La Pintoresca (The Painter Hotel), built and managed by Altadena’s Painter family occupied the northeast corner of North Fair Oaks and Washington in what we might call historic Altadena. (The hotel was built before Pasadena annexed the area.) The Painters were close friends with the Gambles and the hotel, like the Gamble House, was very up-to-date for its time.
|Hotel Pintoresca in 1895
The hotel was built in 1888
and destroyed by fire in 1912.
The hotel offered sweeping views of the snow capped San Gabriel range and was popular with tourists and well-heeled Pasadenans.
Sid Galley wrote in an article for the Pasadena Star-News:
“At an elevation of around 1,000 feet and in an era when trees were lacking, there must have been a splendid view from the [hotel’s] veranda.

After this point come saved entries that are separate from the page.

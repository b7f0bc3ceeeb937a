use tracing::{debug, warn};

use super::User;
use crate::db::Db;
use crate::error::ModelError;
use crate::microposts::Micropost;
use crate::relationships::{Relationship, RelationshipFilter};

impl User {
    /// Follows `other`. Following yourself is ignored, following twice is a
    /// no-op.
    pub async fn follow(&self, db: &Db, other: &User) -> Result<(), ModelError> {
        let id = self.require_id()?;
        let other_id = other.require_id()?;
        if id == other_id {
            debug!(user_id = id, "ignoring self-follow");
            return Ok(());
        }
        Relationship::create(db, id, other_id).await?;
        Ok(())
    }

    /// Removes every relationship from this user to `other`.
    pub async fn unfollow(&self, db: &Db, other: &User) -> Result<(), ModelError> {
        let filter = RelationshipFilter::pair(self.require_id()?, other.require_id()?);
        for rel in Relationship::find_by(db, filter).await? {
            rel.destroy(db).await?;
        }
        Ok(())
    }

    pub async fn is_following(&self, db: &Db, other: &User) -> Result<bool, ModelError> {
        let filter = RelationshipFilter::pair(self.require_id()?, other.require_id()?);
        Ok(!Relationship::find_by(db, filter).await?.is_empty())
    }

    /// Users this user follows. Edges pointing at users that no longer exist
    /// are skipped.
    pub async fn following(&self, db: &Db) -> Result<Vec<User>, ModelError> {
        let rels = Relationship::find_by(db, RelationshipFilter::follower(self.require_id()?)).await?;
        load_users(db, rels.iter().map(|r| r.followed_id)).await
    }

    pub async fn followers(&self, db: &Db) -> Result<Vec<User>, ModelError> {
        let rels = Relationship::find_by(db, RelationshipFilter::followed(self.require_id()?)).await?;
        load_users(db, rels.iter().map(|r| r.follower_id)).await
    }

    /// Own posts plus the posts of everyone followed, newest first. Ties
    /// keep the order in which the posts were collected.
    pub async fn feed(&self, db: &Db) -> Result<Vec<Micropost>, ModelError> {
        let id = self.require_id()?;
        let mut posts = Micropost::find_by_user(db, id).await?;
        for rel in Relationship::find_by(db, RelationshipFilter::follower(id)).await? {
            posts.extend(Micropost::find_by_user(db, rel.followed_id).await?);
        }
        posts.sort_by(|a, b| b.created_at.cmp(&a.created_at));
        Ok(posts)
    }

    /// Creates a micropost owned by this user. The returned post carries
    /// `errors` and no id when it was invalid.
    pub async fn create_micropost(
        &mut self,
        db: &Db,
        content: impl Into<String>,
    ) -> Result<Micropost, ModelError> {
        let mut post = Micropost::new(self.require_id()?, content);
        if post.save(db).await? {
            self.microposts.record_created(post.clone());
        }
        Ok(post)
    }

    /// This user's microposts, loading the cache when it is cold.
    pub async fn microposts(&mut self, db: &Db) -> Result<&[Micropost], ModelError> {
        let id = self.require_id()?;
        if self.microposts.is_loaded() {
            return Ok(self.microposts.get().unwrap_or_default());
        }
        self.microposts.refresh(db, id).await
    }
}

async fn load_users(db: &Db, ids: impl Iterator<Item = i64>) -> Result<Vec<User>, ModelError> {
    let mut users = Vec::new();
    for id in ids {
        match User::find(db, id).await? {
            Some(user) => users.push(user),
            None => warn!(user_id = id, "relationship points at a missing user"),
        }
    }
    Ok(users)
}

#[cfg(test)]
mod tests {
    use super::*;
    use crate::db::testing;

    async fn user(db: &Db, name: &str) -> User {
        let email = format!("{}@example.com", name.to_lowercase());
        let mut user = User::new(name, email, "password", "password");
        assert!(user.save(db).await.unwrap(), "{:?}", user.errors);
        user
    }

    #[tokio::test]
    async fn follow_and_unfollow() {
        let (db, _, _) = testing::db();
        let michael = user(&db, "Michael").await;
        let archer = user(&db, "Archer").await;

        assert!(!michael.is_following(&db, &archer).await.unwrap());
        michael.follow(&db, &archer).await.unwrap();
        michael.follow(&db, &archer).await.unwrap();
        assert!(michael.is_following(&db, &archer).await.unwrap());
        assert_eq!(archer.followers(&db).await.unwrap(), vec![michael.clone()]);
        assert_eq!(michael.following(&db).await.unwrap(), vec![archer.clone()]);

        michael.unfollow(&db, &archer).await.unwrap();
        assert!(!michael.is_following(&db, &archer).await.unwrap());
        assert!(archer.followers(&db).await.unwrap().is_empty());
    }

    #[tokio::test]
    async fn self_follow_is_ignored() {
        let (db, _, _) = testing::db();
        let michael = user(&db, "Michael").await;
        michael.follow(&db, &michael).await.unwrap();
        assert!(!michael.is_following(&db, &michael).await.unwrap());
    }

    #[tokio::test]
    async fn following_skips_deleted_users() {
        let (db, _, _) = testing::db();
        let michael = user(&db, "Michael").await;
        let archer = user(&db, "Archer").await;
        michael.follow(&db, &archer).await.unwrap();
        db.store
            .delete(&crate::users::model::user_key(archer.id().unwrap()))
            .await
            .unwrap();
        assert!(michael.following(&db).await.unwrap().is_empty());
    }

    #[tokio::test]
    async fn feed_has_own_and_followed_posts_newest_first() {
        let (db, _, _) = testing::db();
        let mut michael = user(&db, "Michael").await;
        let mut archer = user(&db, "Archer").await;
        let mut lana = user(&db, "Lana").await;
        michael.follow(&db, &lana).await.unwrap();

        michael.create_micropost(&db, "m1").await.unwrap();
        lana.create_micropost(&db, "l1").await.unwrap();
        archer.create_micropost(&db, "a1").await.unwrap();
        michael.create_micropost(&db, "m2").await.unwrap();
        lana.create_micropost(&db, "l2").await.unwrap();

        let feed = michael.feed(&db).await.unwrap();
        let contents: Vec<_> = feed.iter().map(|p| p.content.as_str()).collect();
        assert_eq!(contents, ["l2", "m2", "l1", "m1"]);
        assert!(feed.windows(2).all(|w| w[0].created_at > w[1].created_at));
    }

    #[tokio::test]
    async fn invalid_micropost_is_not_saved_or_cached() {
        let (db, store, _) = testing::db();
        let mut michael = user(&db, "Michael").await;
        assert!(michael.microposts(&db).await.unwrap().is_empty());

        let post = michael.create_micropost(&db, "  ").await.unwrap();
        assert!(post.id().is_none());
        assert!(post.errors.contains("content", "content can't be blank"));
        assert_eq!(store.count(crate::datastore::Kind::Microposts), 0);

        michael.create_micropost(&db, "hello").await.unwrap();
        assert_eq!(michael.microposts.count(), Some(1));
    }
}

The Pasadena Star reported on January 15, 1912: “With the exception of the north wing at the west end of the building, containing the kitchen, dining room and servants’ quarters, Hotel Pasadena, formerly known as La Pintoresca, located at the corner of Washington Street and Fair Oaks Avenue, was completely destroyed by fire that started at 10:45 o’clock last night. The guests escaped without injury.”
Defective wiring was suspected as the cause of the fire but it started above the room of guest E. Tallman who had just left to catch a train and might have discarded a match when lighting a cigar.
The fire department arrived soon and fought the fire for several hours. Bellboys ran through the halls alerting guests who grabbed jewelry and other possessions as they left. The jewelry of a few guests was lost in the fire.
In an editorial, the Star wrote: “Destruction of property by fire is always particularly regrettable. But the burning of Hotel Pasadena, better known as La Pintoresca, is especially to be deplored, because of the aroma of early-day romance that clung to this landmark. Before it was La Pintoresca, it was known as the Painter Hotel, from the Messrs Painter who built it in 1888 and owned and conducted it until a few years ago. In the early youth of the city many a delightful banquet and social function was held within its walls. Perhaps no structure in Pasadena had more romantic memories and associations attached to it. “That there was no loss of life is cause for thankfulness.”
The hotel contained antique furniture brought to the hotel by “Hetty” Green, said to be the richest woman in the world, who was an investor in the hotel. One valuable chair that was saved had been made for Francis Scott Key of Star Spangled Banner fame.”
Check out Ann Erdman’s informative blog post about La Pintoresca that features these rare photos:
Today the lovely La Pintoresca Branch Library, built in 1930 and named after the hotel, is situated on a small piece of the original property.